Each line below with the word "NULL" needs to be copied.

——

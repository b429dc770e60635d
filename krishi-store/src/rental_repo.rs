use async_trait::async_trait;
use chrono::{DateTime, NaiveDate, Utc};
use krishi_rental::availability::dates_in_range;
use krishi_rental::models::{AvailabilityDay, BookingPage, BookingStatus, RentalBooking};
use krishi_rental::pricing::RateType;
use krishi_rental::repository::{RentalRepository, RepoError};
use sqlx::PgPool;
use uuid::Uuid;

pub struct PgRentalRepository {
    pool: PgPool,
}

impl PgRentalRepository {
    pub fn new(pool: PgPool) -> Self {
        Self { pool }
    }
}

// Internal structs for type-safe querying
#[derive(sqlx::FromRow)]
struct BookingRow {
    id: Uuid,
    farmer_id: Uuid,
    provider_id: Uuid,
    product_id: Uuid,
    start_date: NaiveDate,
    end_date: NaiveDate,
    total_days: i32,
    rental_rate_type: String,
    rate_per_period: i64,
    total_amount: i64,
    deposit_amount: i64,
    status: String,
    delivery_address: Option<serde_json::Value>,
    pickup_address: Option<serde_json::Value>,
    notes: Option<String>,
    created_at: DateTime<Utc>,
    updated_at: DateTime<Utc>,
}

#[derive(sqlx::FromRow)]
struct AvailabilityRow {
    date: NaiveDate,
    is_available: bool,
}

impl BookingRow {
    fn into_booking(self) -> Result<RentalBooking, RepoError> {
        let rental_rate_type: RateType = self
            .rental_rate_type
            .parse()
            .map_err(RepoError::storage)?;
        let status: BookingStatus = self.status.parse().map_err(RepoError::storage)?;

        Ok(RentalBooking {
            id: self.id,
            farmer_id: self.farmer_id,
            provider_id: self.provider_id,
            product_id: self.product_id,
            start_date: self.start_date,
            end_date: self.end_date,
            total_days: self.total_days,
            rental_rate_type,
            rate_per_period: self.rate_per_period,
            total_amount: self.total_amount,
            deposit_amount: self.deposit_amount,
            status,
            delivery_address: self.delivery_address,
            pickup_address: self.pickup_address,
            notes: self.notes,
            created_at: self.created_at,
            updated_at: self.updated_at,
        })
    }
}

#[async_trait]
impl RentalRepository for PgRentalRepository {
    async fn unavailable_dates(
        &self,
        product_id: Uuid,
        start_date: NaiveDate,
        end_date: NaiveDate,
    ) -> Result<Vec<NaiveDate>, RepoError> {
        let dates = sqlx::query_scalar::<_, NaiveDate>(
            r#"
            SELECT date FROM rental_availability
            WHERE product_id = $1 AND date >= $2 AND date <= $3 AND is_available = FALSE
            ORDER BY date
            "#,
        )
        .bind(product_id)
        .bind(start_date)
        .bind(end_date)
        .fetch_all(&self.pool)
        .await
        .map_err(RepoError::storage)?;

        Ok(dates)
    }

    async fn create_booking(&self, booking: &RentalBooking) -> Result<(), RepoError> {
        let mut tx = self.pool.begin().await.map_err(RepoError::storage)?;

        sqlx::query(
            r#"
            INSERT INTO rental_bookings
                (id, farmer_id, provider_id, product_id, start_date, end_date,
                 total_days, rental_rate_type, rate_per_period, total_amount,
                 deposit_amount, status, delivery_address, pickup_address, notes,
                 created_at, updated_at)
            VALUES ($1, $2, $3, $4, $5, $6, $7, $8, $9, $10, $11, $12, $13, $14, $15, $16, $17)
            "#,
        )
        .bind(booking.id)
        .bind(booking.farmer_id)
        .bind(booking.provider_id)
        .bind(booking.product_id)
        .bind(booking.start_date)
        .bind(booking.end_date)
        .bind(booking.total_days)
        .bind(booking.rental_rate_type.as_str())
        .bind(booking.rate_per_period)
        .bind(booking.total_amount)
        .bind(booking.deposit_amount)
        .bind(booking.status.as_str())
        .bind(&booking.delivery_address)
        .bind(&booking.pickup_address)
        .bind(&booking.notes)
        .bind(booking.created_at)
        .bind(booking.updated_at)
        .execute(&mut *tx)
        .await
        .map_err(RepoError::storage)?;

        // Claim each day under the (product_id, date) primary key. The
        // conditional upsert only succeeds while the row is still
        // available; a concurrent booking that already claimed the date
        // makes it affect zero rows, which rolls the whole booking back.
        for date in dates_in_range(booking.start_date, booking.end_date) {
            let result = sqlx::query(
                r#"
                INSERT INTO rental_availability (product_id, date, is_available)
                VALUES ($1, $2, FALSE)
                ON CONFLICT (product_id, date)
                DO UPDATE SET is_available = FALSE, updated_at = NOW()
                WHERE rental_availability.is_available
                "#,
            )
            .bind(booking.product_id)
            .bind(date)
            .execute(&mut *tx)
            .await
            .map_err(RepoError::storage)?;

            if result.rows_affected() == 0 {
                tx.rollback().await.map_err(RepoError::storage)?;
                return Err(RepoError::Conflict(vec![date]));
            }
        }

        tx.commit().await.map_err(RepoError::storage)?;
        Ok(())
    }

    async fn list_bookings(
        &self,
        farmer_id: Uuid,
        status: Option<BookingStatus>,
        page: u32,
        limit: u32,
    ) -> Result<BookingPage, RepoError> {
        let status_str = status.map(|s| s.as_str());
        let offset = i64::from(page.saturating_sub(1)) * i64::from(limit);

        let total = sqlx::query_scalar::<_, i64>(
            r#"
            SELECT COUNT(*) FROM rental_bookings
            WHERE farmer_id = $1 AND ($2::TEXT IS NULL OR status = $2)
            "#,
        )
        .bind(farmer_id)
        .bind(status_str)
        .fetch_one(&self.pool)
        .await
        .map_err(RepoError::storage)?;

        let rows = sqlx::query_as::<_, BookingRow>(
            r#"
            SELECT id, farmer_id, provider_id, product_id, start_date, end_date,
                   total_days, rental_rate_type, rate_per_period, total_amount,
                   deposit_amount, status, delivery_address, pickup_address, notes,
                   created_at, updated_at
            FROM rental_bookings
            WHERE farmer_id = $1 AND ($2::TEXT IS NULL OR status = $2)
            ORDER BY created_at DESC
            LIMIT $3 OFFSET $4
            "#,
        )
        .bind(farmer_id)
        .bind(status_str)
        .bind(i64::from(limit))
        .bind(offset)
        .fetch_all(&self.pool)
        .await
        .map_err(RepoError::storage)?;

        let bookings = rows
            .into_iter()
            .map(BookingRow::into_booking)
            .collect::<Result<Vec<_>, _>>()?;

        Ok(BookingPage { bookings, total })
    }

    async fn availability(
        &self,
        product_id: Uuid,
        from: Option<NaiveDate>,
        to: Option<NaiveDate>,
    ) -> Result<Vec<AvailabilityDay>, RepoError> {
        let rows = sqlx::query_as::<_, AvailabilityRow>(
            r#"
            SELECT date, is_available FROM rental_availability
            WHERE product_id = $1
              AND ($2::DATE IS NULL OR date >= $2)
              AND ($3::DATE IS NULL OR date <= $3)
            ORDER BY date
            "#,
        )
        .bind(product_id)
        .bind(from)
        .bind(to)
        .fetch_all(&self.pool)
        .await
        .map_err(RepoError::storage)?;

        Ok(rows
            .into_iter()
            .map(|row| AvailabilityDay {
                date: row.date,
                is_available: row.is_available,
            })
            .collect())
    }

    async fn set_availability(
        &self,
        product_id: Uuid,
        date: NaiveDate,
        is_available: bool,
    ) -> Result<AvailabilityDay, RepoError> {
        let row = sqlx::query_as::<_, AvailabilityRow>(
            r#"
            INSERT INTO rental_availability (product_id, date, is_available)
            VALUES ($1, $2, $3)
            ON CONFLICT (product_id, date)
            DO UPDATE SET is_available = $3, updated_at = NOW()
            RETURNING date, is_available
            "#,
        )
        .bind(product_id)
        .bind(date)
        .bind(is_available)
        .fetch_one(&self.pool)
        .await
        .map_err(RepoError::storage)?;

        Ok(AvailabilityDay {
            date: row.date,
            is_available: row.is_available,
        })
    }
}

——

_Result for this exercise_
            WHERE farmer_id = $1 AND ($2::TEXT IS NULL OR status = $2)
            WHERE farmer_id = $1 AND ($2::TEXT IS NULL OR status = $2)
              AND ($2::DATE IS NULL OR date >= $2)
              AND ($3::DATE IS NULL OR date <= $3)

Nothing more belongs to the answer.